Mailboxes with indigenous symbols unveiled at stamp expo (update)

A total of 16 special mailboxes painted with symbols and images from Taiwan's 16 indigenous tribes were unveiled Saturday at the PHILATAIPEI 2016 World Stamp Championship Exhibition in Taipei, the first time the stamp exhibition is held here.

Each mailbox features the unique culture of one of Taiwan's indigenous tribes, giving visitors to the exhibition a chance to learn more about the island's earliest known settlers, according to Chunghwa Post Co., Taiwan's official postal service.

Chunghwa Post is hosting this year's exhibition, which is being held in Taiwan for the first time and coincides with the company's 120th anniversary.

"Showcasing each tribe's different cultures and rituals, the mailboxes portray the uniqueness of each indigenous tribe," said Lavuras Matilin, an artist of the Paiwan tribe who created the special mailboxes.

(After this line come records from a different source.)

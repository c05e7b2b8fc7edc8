//! Application state shared across all request handlers.
//!
//! This module defines the `AppState` struct which holds all shared resources and
//! dependencies needed by the application. The state is initialized once during startup
//! and then cloned for each request handler through Axum's state extraction.
//!
//! The state includes:
//! - Database connection pool for data persistence
//! - Payment gateway used for provider payouts
//! - Notifier for SMS and email delivery
//! - Application URL and admin contact for generating links and notifications

use sea_orm::DatabaseConnection;
use std::sync::Arc;

use crate::server::provider::{notify::Notifier, payment::PaymentGateway};

/// Application state containing shared resources and dependencies.
///
/// All fields use cheap-to-clone types:
/// - `DatabaseConnection` is a connection pool (clones share the pool)
/// - Providers are reference-counted trait objects
/// - `String` is cloned when needed
#[derive(Clone)]
pub struct AppState {
    /// Database connection pool for accessing persistent storage.
    pub db: DatabaseConnection,

    /// Payment provider used to transfer payouts to chefs and farmers.
    pub payments: Arc<dyn PaymentGateway>,

    /// SMS and email delivery.
    pub notifier: Arc<dyn Notifier>,

    /// Application base URL without trailing slash.
    ///
    /// Used to construct invite links sent by email and SMS.
    pub app_url: String,

    /// Address receiving booking and partner inquiry notifications.
    pub admin_email: Option<String>,

    /// ISO currency code for payouts (e.g. `usd`).
    pub payout_currency: String,
}

impl AppState {
    /// Creates a new application state with the provided dependencies.
    ///
    /// # Arguments
    /// - `db` - Database connection pool
    /// - `payments` - Payment gateway for payouts
    /// - `notifier` - SMS and email provider
    /// - `app_url` - Application base URL
    /// - `admin_email` - Optional admin notification address
    /// - `payout_currency` - Currency code for transfers
    ///
    /// # Returns
    /// - `AppState` - Initialized application state ready for use
    pub fn new(
        db: DatabaseConnection,
        payments: Arc<dyn PaymentGateway>,
        notifier: Arc<dyn Notifier>,
        app_url: String,
        admin_email: Option<String>,
        payout_currency: String,
    ) -> Self {
        Self {
            db,
            payments,
            notifier,
            app_url,
            admin_email,
            payout_currency,
        }
    }
}
use test_utils::{builder::TestBuilder, factory};

use crate::server::{
    error::{auth::AuthError, AppError},
    provider::test::{RecordingNotifier, SentMessage},
    service::auth::AuthService,
};

mod verify_login;

/// Pulls the six-digit code out of the last login email sent to `to`.
fn sent_code(notifier: &RecordingNotifier, to: &str) -> String {
    let emails = notifier.emails_to(to);
    let Some(SentMessage::Email { body, .. }) = emails.last() else {
        panic!("no login email sent to {}", to);
    };

    body.split(|c: char| !c.is_ascii_digit())
        .find(|part| part.len() == 6)
        .expect("login email contains a code")
        .to_string()
}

Noting that each of the tribes has its own language, social system and clothing, he said that his designs were aimed at depicting the unique elements of each tribe.

"It took about two months to design and paint the mailboxes," Matilin told reporters.

Along with Matilin, the mailboxes were unveiled by Chunghwa Post Chairman Ong Wen-chyi (???), indigenous lawmakers Chien Tung-ming (???) and Jeng Tian-tsair (???), among others.

"I'm very pleased to attend the event," said Chien of the Paiwan tribe.

Showcasing stories behind each of the indigenous tribes, the mailboxes will help promote tribal culture, he said.

Noting that the special mailboxes will be displayed at the indigenous tribes' villages after the exhibition ends, Chien said they can also help promote tourism in those areas and bolster the local economy.

"The public is welcome to visit the tribes to find the mailboxes," he said.

Echoing Chien's remarks, Jeng of the Amis tribe expressed hope that people will not only visit the exhibition to see the special mailboxes, but also travel to tribal communities to learn more about indigenous cultures.

The best way to extend support to the indigenous people is to visit their tribes to experience first-hand their cultures, Ong said.

"We really love indigenous people, who are the most valuable asset of Taiwan," said Ong, a driving force for the indigenous mailboxes.

As of August 2016, there were more than 550,000 indigenous people in Taiwan, accounting for about 2.3 percent of the country's population of over 23 million, according to government figures.

A total of 130 national postal services, stamp dealers and collectors have set up booths at Taipei World Trade Center Exhibition Hall 1, where the exhibition will run until Oct. 26.

With this year's theme being "Legacy and Innovation," the exhibition details postal history and traditions, as well as modern-day transformation and potential future developments of postal services.

In addition to displaying stamps from 101 countries, the exhibition also features augmented reality stamps, animation, virtual reality and other audio-visual elements.